(Records drawn from a dataset)
== Segment start ==

//! # Chain Verification
//!
//! Walks stored chains and reports the seams tampering leaves behind.
//! Two independent checks, two kinds of evidence:
//!
//! - **Link check** — for each adjacent pair in a newest-first chain,
//!   `blocks[i].prev_hash` must equal `blocks[i + 1].hash`. A mismatch is
//!   reported at 1-based position `i + 1`. This is the contract check:
//!   cheap, and the one the viewer's status column is built on.
//!
//! - **Content audit** — recompute every block's hash from its stored
//!   fields and compare against the stored `hash`. Catches the edit the
//!   link check can't see: the *newest* block of a chain has no newer
//!   neighbour holding its hash, so rewriting it breaks no link.
//!
//! Findings are data for the display layer, never errors. An altered
//! chain is the detector working, not the detector failing.

use std::collections::{BTreeMap, BTreeSet};

use crate::block::Block;
use crate::persist::RecordStore;
use crate::store::ChainStore;

// ---------------------------------------------------------------------------
// Single-Chain Checks
// ---------------------------------------------------------------------------

/// Link-check a newest-first chain.
///
/// Returns the 1-based positions where `prev_hash` disagrees with the
/// next (older) block's stored `hash`. Empty set = intact linkage.
pub fn broken_links(blocks: &[Block]) -> BTreeSet<usize> {
    let mut altered = BTreeSet::new();
    for i in 0..blocks.len().saturating_sub(1) {
        if blocks[i].prev_hash != blocks[i + 1].hash {
            altered.insert(i + 1);
        }
    }
    altered
}

/// Content-audit a chain: 1-based positions of blocks whose stored hash
/// no longer matches the hash recomputed from their fields.
pub fn hash_mismatches(blocks: &[Block]) -> BTreeSet<usize> {
    blocks
        .iter()
        .enumerate()
        .filter(|(_, block)| !block.content_intact())
        .map(|(i, _)| i + 1)
        .collect()
}

/// Combined result of both checks over one chain.
#[derive(Debug, Clone, Default, PartialEq, Eq)]
pub struct ChainAudit {
    /// Positions failing the adjacent-pair link check.
    pub broken_links: BTreeSet<usize>,
    /// Positions whose content no longer matches their stored hash.
    pub hash_mismatches: BTreeSet<usize>,
}

impl ChainAudit {
    /// True when neither check found anything.
    pub fn is_clean(&self) -> bool {
        self.broken_links.is_empty() && self.hash_mismatches.is_empty()
    }

    /// Every implicated position, both evidence kinds merged.
    pub fn all_positions(&self) -> BTreeSet<usize> {
        self.broken_links
            .union(&self.hash_mismatches)
            .copied()
            .collect()
    }
}

/// Run both checks over one chain.
pub fn audit(blocks: &[Block]) -> ChainAudit {
    ChainAudit {
        broken_links: broken_links(blocks),
        hash_mismatches: hash_mismatches(blocks),
    }
}

// ---------------------------------------------------------------------------
// Whole-Store Checks
// ---------------------------------------------------------------------------

/// Link-check every player's chain. Keys with an intact chain map to an
/// empty set, so the caller can render "verified" rows without a second
/// lookup.
pub fn verify_all<S: RecordStore>(store: &ChainStore<S>) -> BTreeMap<String, BTreeSet<usize>> {
    store
        .chains()
        .iter()
        .map(|(key, chain)| (key.clone(), broken_links(chain)))
        .collect()
}

/// Full audit (links + content) of every player's chain.
pub fn audit_all<S: RecordStore>(store: &ChainStore<S>) -> BTreeMap<String, ChainAudit> {
    store
        .chains()
        .iter()
        .map(|(key, chain)| (key.clone(), audit(chain)))
        .collect()
}

/// Link-check the flattened legacy view. Positions are relative to that
/// view, which is only meaningful for stores holding a single `__global__`
/// chain — exactly the stores the legacy screens were written for.
pub fn verify_flattened<S: RecordStore>(store: &ChainStore<S>) -> BTreeSet<usize> {
    broken_links(&store.flattened())
}

#[cfg(test)]
mod tests {
    use super::*;
    use crate::config::{zero_hash, HASH_HEX_LEN};

    /// Build an intact newest-first chain of `n` blocks.
    fn chain_of(n: usize) -> Vec<Block> {
        let mut oldest_first = Vec::with_capacity(n);
        let mut prev = zero_hash();
        for i in 0..n {
            let block = Block::sealed_at(
                format!("2026-08-28T14:00:{i:02}.000000"),
                (i + 1) as u32,
                1.5,
                prev.clone(),
                None,
            );
            prev = block.hash.clone();
            oldest_first.push(block);
        }
        oldest_first.reverse();
        oldest_first
    }

    #[test]
    fn empty_and_singleton_chains_are_clean() {
        assert!(broken_links(&[]).is_empty());
        assert!(audit(&chain_of(1)).is_clean());
    }

    #[test]
    fn intact_chain_passes_both_checks() {
        let chain = chain_of(10);
        assert!(audit(&chain).is_clean());
    }

    #[test]
    fn edited_hash_breaks_the_link_before_it() {
        let mut chain = chain_of(5);
        chain[3].hash = "a".repeat(HASH_HEX_LEN);

        // The pair (2, 3) no longer matches; report position 3.
        assert_eq!(broken_links(&chain), BTreeSet::from([3]));
        // The content audit independently fingers position 4 itself.
        assert_eq!(hash_mismatches(&chain), BTreeSet::from([4]));
    }

    #[test]
    fn edited_newest_block_is_invisible_to_links_but_not_audit() {
        let mut chain = chain_of(4);
        chain[0].level = 99;

        assert!(broken_links(&chain).is_empty());
        assert_eq!(hash_mismatches(&chain), BTreeSet::from([1]));
        assert!(!audit(&chain).is_clean());
    }

    #[test]
    fn audit_merges_positions() {
        let mut chain = chain_of(5);
        chain[0].level = 99;
        chain[3].hash = "b".repeat(HASH_HEX_LEN);

        let report = audit(&chain);
        assert_eq!(report.all_positions(), BTreeSet::from([1, 3, 4]));
    }

    #[test]
    fn verify_all_covers_every_player() {
        let mut store = ChainStore::in_memory();
        store.append(Some("ada@example.com"), 1, 1.0, None).expect("append");
        store.append(Some("ada@example.com"), 2, 2.0, None).expect("append");
        store.append(None, 1, 1.0, None).expect("append");

        let report = verify_all(&store);
        assert_eq!(report.len(), 2);
        assert!(report.values().all(BTreeSet::is_empty));
    }

    #[test]
    fn flattened_check_follows_the_global_chain() {
        let mut store = ChainStore::in_memory();
        store.append(None, 1, 1.0, None).expect("append");
        store.append(None, 2, 2.0, None).expect("append");
        assert!(verify_flattened(&store).is_empty());
    }
}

== Segment end ==

- [Task brief]
Every line above should be reproduced precisely.

- [Exercise solution]
//! # Chain Verification
//!
//! Walks stored chains and reports the seams tampering leaves behind.
//! Two independent checks, two kinds of evidence:
//!
//! - **Link check** — for each adjacent pair in a newest-first chain,
//!   `blocks[i].prev_hash` must equal `blocks[i + 1].hash`. A mismatch is
//!   reported at 1-based position `i + 1`. This is the contract check:
//!   cheap, and the one the viewer's status column is built on.
//!
//! - **Content audit** — recompute every block's hash from its stored
//!   fields and compare against the stored `hash`. Catches the edit the
//!   link check can't see: the *newest* block of a chain has no newer
//!   neighbour holding its hash, so rewriting it breaks no link.
//!
//! Findings are data for the display layer, never errors. An altered
//! chain is the detector working, not the detector failing.

use std::collections::{BTreeMap, BTreeSet};

use crate::block::Block;
use crate::persist::RecordStore;
use crate::store::ChainStore;

// ---------------------------------------------------------------------------
// Single-Chain Checks
// ---------------------------------------------------------------------------

/// Link-check a newest-first chain.
///
/// Returns the 1-based positions where `prev_hash` disagrees with the
/// next (older) block's stored `hash`. Empty set = intact linkage.
pub fn broken_links(blocks: &[Block]) -> BTreeSet<usize> {
    let mut altered = BTreeSet::new();
    for i in 0..blocks.len().saturating_sub(1) {
        if blocks[i].prev_hash != blocks[i + 1].hash {
            altered.insert(i + 1);
        }
    }
    altered
}

/// Content-audit a chain: 1-based positions of blocks whose stored hash
/// no longer matches the hash recomputed from their fields.
pub fn hash_mismatches(blocks: &[Block]) -> BTreeSet<usize> {
    blocks
        .iter()
        .enumerate()
        .filter(|(_, block)| !block.content_intact())
        .map(|(i, _)| i + 1)
        .collect()
}

/// Combined result of both checks over one chain.
#[derive(Debug, Clone, Default, PartialEq, Eq)]
pub struct ChainAudit {
    /// Positions failing the adjacent-pair link check.
    pub broken_links: BTreeSet<usize>,
    /// Positions whose content no longer matches their stored hash.
    pub hash_mismatches: BTreeSet<usize>,
}

impl ChainAudit {
    /// True when neither check found anything.
    pub fn is_clean(&self) -> bool {
        self.broken_links.is_empty() && self.hash_mismatches.is_empty()
    }

    /// Every implicated position, both evidence kinds merged.
    pub fn all_positions(&self) -> BTreeSet<usize> {
        self.broken_links
            .union(&self.hash_mismatches)
            .copied()
            .collect()
    }
}

/// Run both checks over one chain.
pub fn audit(blocks: &[Block]) -> ChainAudit {
    ChainAudit {
        broken_links: broken_links(blocks),
        hash_mismatches: hash_mismatches(blocks),
    }
}

// ---------------------------------------------------------------------------
// Whole-Store Checks
// ---------------------------------------------------------------------------

/// Link-check every player's chain. Keys with an intact chain map to an
/// empty set, so the caller can render "verified" rows without a second
/// lookup.
pub fn verify_all<S: RecordStore>(store: &ChainStore<S>) -> BTreeMap<String, BTreeSet<usize>> {
    store
        .chains()
        .iter()
        .map(|(key, chain)| (key.clone(), broken_links(chain)))
        .collect()
}

/// Full audit (links + content) of every player's chain.
pub fn audit_all<S: RecordStore>(store: &ChainStore<S>) -> BTreeMap<String, ChainAudit> {
    store
        .chains()
        .iter()
        .map(|(key, chain)| (key.clone(), audit(chain)))
        .collect()
}

/// Link-check the flattened legacy view. Positions are relative to that
/// view, which is only meaningful for stores holding a single `__global__`
/// chain — exactly the stores the legacy screens were written for.
pub fn verify_flattened<S: RecordStore>(store: &ChainStore<S>) -> BTreeSet<usize> {
    broken_links(&store.flattened())
}

#[cfg(test)]
mod tests {
    use super::*;
    use crate::config::{zero_hash, HASH_HEX_LEN};

    /// Build an intact newest-first chain of `n` blocks.
    fn chain_of(n: usize) -> Vec<Block> {
        let mut oldest_first = Vec::with_capacity(n);
        let mut prev = zero_hash();
        for i in 0..n {
            let block = Block::sealed_at(
                format!("2026-08-28T14:00:{i:02}.000000"),
                (i + 1) as u32,
                1.5,
                prev.clone(),
                None,
            );
            prev = block.hash.clone();
            oldest_first.push(block);
        }
        oldest_first.reverse();
        oldest_first
    }

    #[test]
    fn empty_and_singleton_chains_are_clean() {
        assert!(broken_links(&[]).is_empty());
        assert!(audit(&chain_of(1)).is_clean());
    }

    #[test]
    fn intact_chain_passes_both_checks() {
        let chain = chain_of(10);
        assert!(audit(&chain).is_clean());
    }

    #[test]
    fn edited_hash_breaks_the_link_before_it() {
        let mut chain = chain_of(5);
        chain[3].hash = "a".repeat(HASH_HEX_LEN);

        // The pair (2, 3) no longer matches; report position 3.
        assert_eq!(broken_links(&chain), BTreeSet::from([3]));
        // The content audit independently fingers position 4 itself.
        assert_eq!(hash_mismatches(&chain), BTreeSet::from([4]));
    }

    #[test]
    fn edited_newest_block_is_invisible_to_links_but_not_audit() {
        let mut chain = chain_of(4);
        chain[0].level = 99;

        assert!(broken_links(&chain).is_empty());
        assert_eq!(hash_mismatches(&chain), BTreeSet::from([1]));
        assert!(!audit(&chain).is_clean());
    }

    #[test]
    fn audit_merges_positions() {
        let mut chain = chain_of(5);
        chain[0].level = 99;
        chain[3].hash = "b".repeat(HASH_HEX_LEN);

        let report = audit(&chain);
        assert_eq!(report.all_positions(), BTreeSet::from([1, 3, 4]));
    }

    #[test]
    fn verify_all_covers_every_player() {
        let mut store = ChainStore::in_memory();
        store.append(Some("ada@example.com"), 1, 1.0, None).expect("append");
        store.append(Some("ada@example.com"), 2, 2.0, None).expect("append");
        store.append(None, 1, 1.0, None).expect("append");

        let report = verify_all(&store);
        assert_eq!(report.len(), 2);
        assert!(report.values().all(BTreeSet::is_empty));
    }

    #[test]
    fn flattened_check_follows_the_global_chain() {
        let mut store = ChainStore::in_memory();
        store.append(None, 1, 1.0, None).expect("append");
        store.append(None, 2, 2.0, None).expect("append");
        assert!(verify_flattened(&store).is_empty());
    }
}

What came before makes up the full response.